The genus Aconitum L. belongs to the tribe Delphinieae in the Ranunculaceae family and represents one of the earliest diverging lineages within the eudicots APG IV (Wang et al., 2009; Sun et al., 2011; The Angiosperm Phylogeny Group et al., 2016). It is currently divided into two subgenera, A. subgenus Lycoctonum and A. subgenus Aconitum, comprising about more than 400 species throughout Eurasia and North America with its diversification center in Eastern Asia (Utelli, Roy & Baltisberger, 2000; Jabbour & Renner, 2012; Wang et al., 2013). Polyploid species were identified in both subgenera, particularly in subg. Lycoctonum. One of the tetraploid species in subg. Lycoctonum is A. angustius (2n = 4x = 32), which possesses heterologous chromosomes and is hypothesized to be a hybrid of A. finetianum (2n = 2x = 16) and A. sinomontanum (2n = 2x = 16) (Gao, 2009; Kong et al., 2017b). The three species display intermediate morphological characteristics and overlapping geographical distributions (Shang & Lee, 1984; Yuan & Yang, 2006; Gao, 2009; Gao, Ren & Yang, 2012). Based on previous morphological analysis and phylogenetic inference, A. finetianum was inferred to be the putative maternal progenitor of A. angustius (Gao, 2009; Kong et al., 2017b).

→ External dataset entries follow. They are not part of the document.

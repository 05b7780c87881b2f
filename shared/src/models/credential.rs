//! Credential Model

use serde::{Deserialize, Serialize};

use super::Role;

/// Stored credential (one per user)
///
/// Invariant: `username` is unique across all credentials; the
/// credential store enforces it on insert.
///
/// This is the storage model and serializes the password hash; API
/// responses must use [`UserInfo`] instead.
#[derive(Debug, Clone, Serialize, Deserialize)]
pub struct Credential {
    pub id: String,
    pub username: String,
    pub password_hash: String,
    pub role: Role,
    pub created_at: chrono::DateTime<chrono::Utc>,
}

/// Public view of a credential (never carries the hash)
#[derive(Debug, Clone, Serialize, Deserialize)]
pub struct UserInfo {
    pub id: String,
    pub username: String,
    pub role: Role,
}

impl From<&Credential> for UserInfo {
    fn from(c: &Credential) -> Self {
        Self {
            id: c.id.clone(),
            username: c.username.clone(),
            role: c.role,
        }
    }
}

/// Signup payload
#[derive(Debug, Clone, Deserialize)]
pub struct SignupRequest {
    pub username: String,
    pub password: String,
    pub role: Role,
}

/// Login payload
#[derive(Debug, Clone, Deserialize)]
pub struct LoginRequest {
    pub username: String,
    pub password: String,
}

The genus Aconitum is known as a taxonomically and phylogenetically challenging taxon. Early divergence between subg. Lycoctonum and subg. Aconitum in Europe was suggested based on trnH-psbA and ITS (Utelli, Roy & Baltisberger, 2000). Although high morphological variability within and among populations was detected due to recent speciation, the morphological characteristics are poor indicators of relatedness. Jabbour & Renner (2012) conducted a phylogenetic reconstruction focusing on Delphineae based on trnL-F and ITS that suggested Aconitum was monophyletic clade and a sister group of Delphinium. However, few species from Eastern Asia were used, which may have affected the previous phylogenetic analysis. Most recently, phylogenetic inferences of polyploid species relationships in subg. Lycoctonum were made using four cpDNA intergenic regions (ndhF-trnL, psbA-trnH, psbD-trnT, and trnT-L) and two nrDNA regions (ITS and ETS) (Kong et al., 2017b), Aconitum finetianum was inferred as the maternal progenitor of A. angustius. With the same cpDNA intergenic regions, taxonomical revision has been conducted based on phylogenetic analyses of subg. Lycoctonum by Hong et al. (2017), yet phylogenetic information at the genomics level has been absent.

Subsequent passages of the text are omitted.